The meeting of the party’s National Executive Committee (NEC), which has the power to demand that Zuma step down, raises the prospect of a decisive showdown between the 75-year-old allies and those who want Ramaphosa to take over from him now as president.
The remarks by the 65-year-old Ramaphosa were his most pointed yet over the handover of power, although he did not mention Zuma by name. Zuma’s tenure as president officially runs until mid-2019.
“The National Executive Committee of the ANC will be meeting tomorrow to discuss this very matter, and because our people want this matter to be finalised, the NEC will be doing precisely that,” Ramaphosa told a rally in Cape Town on Sunday.

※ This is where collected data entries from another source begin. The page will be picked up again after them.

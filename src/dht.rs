//! Blocking client for a DHT node running on its own thread.

use std::collections::{HashSet, VecDeque};
use std::thread;

use flume::{Receiver, Sender, TryRecvError};

use crate::common::messages::RequestSpecific;
use crate::common::{Id, Node, Record};
use crate::rpc::config::Config;
use crate::rpc::{Info, QueryEvent, QueryOptions, ReprovideEvent, Rpc};

/// A handle to a DHT node running on a background thread.
///
/// Handles are cheap to clone; the node shuts down when every handle is
/// dropped (or on an explicit [shutdown](Dht::shutdown)).
#[derive(Debug, Clone)]
pub struct Dht(pub(crate) Sender<ActorMessage>);

/// The node's background thread is no longer running.
#[derive(thiserror::Error, Debug, Clone, Copy, PartialEq, Eq)]
#[error("DHT node was shutdown")]
pub struct DhtWasShutdown;

#[derive(Debug)]
pub(crate) enum ActorMessage {
    Info(Sender<Info>),
    ToBootstrap(Sender<Vec<String>>),
    Get(Id, RequestSpecific, Sender<QueryEvent>, QueryOptions),
    Put(Record, Sender<QueryEvent>, QueryOptions),
    Provide(Vec<u8>, Sender<QueryEvent>, QueryOptions),
    StopProviding(Vec<u8>),
    SetReproviding(bool),
    ReprovideEvents(Sender<Receiver<ReprovideEvent>>),
    Shutdown(Sender<()>),
}

impl Dht {
    /// Spawn a node with default [Config].
    pub fn new() -> Result<Dht, std::io::Error> {
        Dht::with_config(Config::default())
    }

    pub fn with_config(config: Config) -> Result<Dht, std::io::Error> {
        let (sender, receiver) = flume::unbounded();
        let (ready_sender, ready_receiver) = flume::bounded(1);

        thread::Builder::new()
            .name("DHT actor thread".into())
            .spawn(move || run(config, receiver, ready_sender))?;

        match ready_receiver.recv() {
            Ok(Ok(())) => Ok(Dht(sender)),
            Ok(Err(error)) => Err(error),
            Err(_) => Err(std::io::Error::new(
                std::io::ErrorKind::Other,
                "DHT actor thread died during startup",
            )),
        }
    }

    #[cfg(feature = "async")]
    pub fn as_async(&self) -> crate::async_dht::AsyncDht {
        crate::async_dht::AsyncDht(self.clone())
    }

    // === Getters ===

    /// A snapshot of the node's state.
    pub fn info(&self) -> Result<Info, DhtWasShutdown> {
        let (sender, receiver) = flume::bounded(1);
        self.0
            .send(ActorMessage::Info(sender))
            .map_err(|_| DhtWasShutdown)?;
        receiver.recv().map_err(|_| DhtWasShutdown)
    }

    /// The routing table as `host:port` strings, usable as another node's
    /// bootstrap list.
    pub fn to_bootstrap(&self) -> Result<Vec<String>, DhtWasShutdown> {
        let (sender, receiver) = flume::bounded(1);
        self.0
            .send(ActorMessage::ToBootstrap(sender))
            .map_err(|_| DhtWasShutdown)?;
        receiver.recv().map_err(|_| DhtWasShutdown)
    }

    // === Public Methods ===

    /// Shut the node down and wait for its thread to wind down.
    pub fn shutdown(&mut self) {
        let (sender, receiver) = flume::bounded(1);
        if self.0.send(ActorMessage::Shutdown(sender)).is_ok() {
            let _ = receiver.recv();
        }
    }

    /// Block until the initial routing table population finished, then
    /// report whether any node was reached.
    pub fn bootstrapped(&self) -> Result<bool, DhtWasShutdown> {
        let info = self.info()?;
        let target = *info.id();

        let (sender, receiver) = flume::unbounded();
        self.0
            .send(ActorMessage::Get(
                target,
                RequestSpecific::FindNode { target },
                sender,
                QueryOptions::default(),
            ))
            .map_err(|_| DhtWasShutdown)?;

        for _event in receiver {}

        Ok(self.info()?.routing_table_size() > 0)
    }

    /// Look a peer up by its id.
    ///
    /// Returns the peer as soon as it responds itself; a peer that never
    /// responds but was reported by others is returned at the end.
    pub fn find_peer(&self, target: Id) -> Result<Option<Node>, DhtWasShutdown> {
        let (sender, receiver) = flume::unbounded();
        self.0
            .send(ActorMessage::Get(
                target,
                RequestSpecific::FindNode { target },
                sender,
                QueryOptions::default(),
            ))
            .map_err(|_| DhtWasShutdown)?;

        let mut reported = None;

        for event in receiver {
            if let QueryEvent::PeerResponse {
                from, closer_peers, ..
            } = event
            {
                if from.id() == &target {
                    return Ok(Some(from));
                }
                if reported.is_none() {
                    reported = closer_peers
                        .iter()
                        .find(|node| node.id() == &target)
                        .cloned();
                }
            }
        }

        Ok(reported)
    }

    /// Iterate over the records peers hold for `key`, closest peers first.
    ///
    /// Records are validated before they are surfaced. Dropping the
    /// iterator cancels the query.
    pub fn get_record(&self, key: &[u8]) -> Result<Response, DhtWasShutdown> {
        self.get_record_with(key, QueryOptions::default())
    }

    pub fn get_record_with(
        &self,
        key: &[u8],
        options: QueryOptions,
    ) -> Result<Response, DhtWasShutdown> {
        let (sender, receiver) = flume::unbounded();
        self.0
            .send(ActorMessage::Get(
                Id::hash(key),
                RequestSpecific::GetValue { key: key.into() },
                sender,
                options,
            ))
            .map_err(|_| DhtWasShutdown)?;

        Ok(Response { receiver })
    }

    /// Store a record on the closest nodes to its key.
    ///
    /// Returns how many nodes acknowledged the store; `0` when no node
    /// was reachable or the record failed validation.
    pub fn put_record(&self, record: Record) -> Result<usize, DhtWasShutdown> {
        self.put_record_with(record, QueryOptions::default())
    }

    pub fn put_record_with(
        &self,
        record: Record,
        options: QueryOptions,
    ) -> Result<usize, DhtWasShutdown> {
        let (sender, receiver) = flume::unbounded();
        self.0
            .send(ActorMessage::Put(record, sender, options))
            .map_err(|_| DhtWasShutdown)?;

        Ok(receiver
            .into_iter()
            .filter(|event| matches!(event, QueryEvent::Stored { .. }))
            .count())
    }

    /// Announce that this node can provide `key`.
    ///
    /// Returns how many nodes accepted the announcement. The local record
    /// is kept either way, and re-announced by the reprovider.
    pub fn provide(&self, key: &[u8]) -> Result<usize, DhtWasShutdown> {
        self.provide_with(key, QueryOptions::default())
    }

    pub fn provide_with(&self, key: &[u8], options: QueryOptions) -> Result<usize, DhtWasShutdown> {
        let (sender, receiver) = flume::unbounded();
        self.0
            .send(ActorMessage::Provide(key.to_vec(), sender, options))
            .map_err(|_| DhtWasShutdown)?;

        Ok(receiver
            .into_iter()
            .filter(|event| matches!(event, QueryEvent::Stored { .. }))
            .count())
    }

    /// Withdraw this node's own provider record for `key`.
    ///
    /// Remote nodes are not contacted; their copies simply expire.
    pub fn stop_providing(&self, key: &[u8]) -> Result<(), DhtWasShutdown> {
        self.0
            .send(ActorMessage::StopProviding(key.to_vec()))
            .map_err(|_| DhtWasShutdown)
    }

    /// Iterate over distinct providers of `key`, up to `limit`.
    ///
    /// Dropping the iterator cancels the query.
    pub fn find_providers(
        &self,
        key: &[u8],
        limit: Option<usize>,
    ) -> Result<Providers, DhtWasShutdown> {
        self.find_providers_with(key, limit, QueryOptions::default())
    }

    pub fn find_providers_with(
        &self,
        key: &[u8],
        limit: Option<usize>,
        options: QueryOptions,
    ) -> Result<Providers, DhtWasShutdown> {
        let (sender, receiver) = flume::unbounded();
        self.0
            .send(ActorMessage::Get(
                Id::hash(key),
                RequestSpecific::GetProviders { key: key.into() },
                sender,
                options,
            ))
            .map_err(|_| DhtWasShutdown)?;

        Ok(Providers {
            receiver,
            limit: limit.unwrap_or(usize::MAX),
            yielded: 0,
            seen: HashSet::new(),
            buffer: VecDeque::new(),
        })
    }

    /// Enable or disable the periodic reprovider. Enabled by default.
    pub fn set_reproviding(&self, enabled: bool) -> Result<(), DhtWasShutdown> {
        self.0
            .send(ActorMessage::SetReproviding(enabled))
            .map_err(|_| DhtWasShutdown)
    }

    /// Watch reprovide cycles progress.
    pub fn subscribe_reprovide(&self) -> Result<Receiver<ReprovideEvent>, DhtWasShutdown> {
        let (sender, receiver) = flume::bounded(1);
        self.0
            .send(ActorMessage::ReprovideEvents(sender))
            .map_err(|_| DhtWasShutdown)?;
        receiver.recv().map_err(|_| DhtWasShutdown)
    }
}

fn run(config: Config, receiver: Receiver<ActorMessage>, ready: Sender<Result<(), std::io::Error>>) {
    let mut rpc = match Rpc::new(config) {
        Ok(rpc) => {
            let _ = ready.send(Ok(()));
            rpc
        }
        Err(error) => {
            let _ = ready.send(Err(error));
            return;
        }
    };

    loop {
        match receiver.try_recv() {
            Ok(message) => match message {
                ActorMessage::Info(sender) => {
                    let _ = sender.send(rpc.info());
                }
                ActorMessage::ToBootstrap(sender) => {
                    let _ = sender.send(rpc.to_bootstrap());
                }
                ActorMessage::Get(target, request, sender, options) => {
                    rpc.get(target, request, Some(sender), options);
                }
                ActorMessage::Put(record, sender, options) => {
                    rpc.put_value(record, Some(sender), options);
                }
                ActorMessage::Provide(key, sender, options) => {
                    rpc.provide(&key, Some(sender), options);
                }
                ActorMessage::StopProviding(key) => {
                    rpc.stop_providing(&key);
                }
                ActorMessage::SetReproviding(enabled) => {
                    rpc.set_reproviding(enabled);
                }
                ActorMessage::ReprovideEvents(sender) => {
                    let _ = sender.send(rpc.subscribe_reprovide());
                }
                ActorMessage::Shutdown(sender) => {
                    let _ = sender.send(());
                    break;
                }
            },
            // Every handle was dropped.
            Err(TryRecvError::Disconnected) => break,
            Err(TryRecvError::Empty) => {}
        }

        rpc.tick();
    }
}

/// Lazy stream of records found by a [get_record](Dht::get_record) query.
///
/// Dropping it cancels the underlying query.
#[derive(Debug)]
pub struct Response {
    receiver: Receiver<QueryEvent>,
}

impl Iterator for Response {
    type Item = Record;

    fn next(&mut self) -> Option<Record> {
        loop {
            match self.receiver.recv().ok()? {
                QueryEvent::PeerResponse {
                    record: Some(record),
                    ..
                } => return Some(record),
                _ => {}
            }
        }
    }
}

/// Lazy stream of distinct providers found by a
/// [find_providers](Dht::find_providers) query.
///
/// Dropping it cancels the underlying query.
#[derive(Debug)]
pub struct Providers {
    receiver: Receiver<QueryEvent>,
    limit: usize,
    yielded: usize,
    seen: HashSet<Id>,
    buffer: VecDeque<Node>,
}

impl Iterator for Providers {
    type Item = Node;

    fn next(&mut self) -> Option<Node> {
        loop {
            if self.yielded >= self.limit {
                return None;
            }

            if let Some(node) = self.buffer.pop_front() {
                self.yielded += 1;
                return Some(node);
            }

            match self.receiver.recv().ok()? {
                QueryEvent::PeerResponse { providers, .. } => {
                    for node in providers {
                        if self.seen.insert(*node.id()) {
                            self.buffer.push_back(node);
                        }
                    }
                }
                _ => {}
            }
        }
    }
}

/// A local network of nodes over an in-memory [MemoryHub](crate::rpc::wire::MemoryHub),
/// for tests and examples.
pub struct Testnet {
    pub hub: crate::rpc::wire::MemoryHub,
    pub bootstrap: Vec<String>,
    pub nodes: Vec<Dht>,
}

impl Testnet {
    /// Spawn `count` nodes, all bootstrapping through the first one.
    pub fn new(count: usize) -> Result<Testnet, std::io::Error> {
        let hub = crate::rpc::wire::MemoryHub::new();

        let mut nodes = Vec::with_capacity(count);
        let mut bootstrap = Vec::new();

        for i in 0..count {
            let node = Dht::with_config(Config {
                bootstrap: bootstrap.clone(),
                wire: Some(Box::new(hub.bind())),
                ..Config::default()
            })?;

            if i == 0 {
                let info = node.info().expect("node was just spawned");
                bootstrap = vec![info.local_addr().to_string()];
            }

            nodes.push(node);
        }

        Ok(Testnet {
            hub,
            bootstrap,
            nodes,
        })
    }
}

#[cfg(test)]
mod tests {
    use super::*;

    #[test]
    fn shutdown() {
        let testnet = Testnet::new(1).expect("testnet spawns");
        let mut node = testnet.nodes[0].clone();

        node.shutdown();

        assert_eq!(node.info().map(|_| ()), Err(DhtWasShutdown));
    }

    #[test]
    fn dropping_every_handle_stops_the_node() {
        let testnet = Testnet::new(1).expect("testnet spawns");
        let node = testnet.nodes[0].clone();

        let events = node.subscribe_reprovide().expect("node is running");
        drop(testnet);
        drop(node);

        // The watcher disconnects once the actor thread winds down.
        assert_eq!(
            events.recv_timeout(std::time::Duration::from_secs(5)),
            Err(flume::RecvTimeoutError::Disconnected)
        );
    }

    #[test]
    fn bootstrapping_fills_the_routing_table() {
        let testnet = Testnet::new(3).expect("testnet spawns");

        for node in &testnet.nodes[1..] {
            assert!(node.bootstrapped().expect("node is running"));
        }
    }
}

The ANC leader said on Wednesday he and Zuma were holding direct talks over the transfer of power.
Zuma has not said in public whether he will step down voluntarily. His spokesman could not be reached for comment.
The rand has tended to strengthen on signs that Zuma could be ousted before his second term as president ends next year, and might firm more if the NEC demands that he go.
Zuma survived calls last year by some members of the NEC for him to quit. But analysts say this time around a bigger section of the party wants him out.
In 2008, shortly after taking the party’s helm, Zuma engineered the ousting of Thabo Mbeki from the presidency.
Since Zuma became president in 2009, he has been dogged by scandal. He is fighting the reinstatement of 783 counts of corruption over a 30 billion-rand (now $2.5 billion) government arms deal arranged in the late 1990s when he was deputy president.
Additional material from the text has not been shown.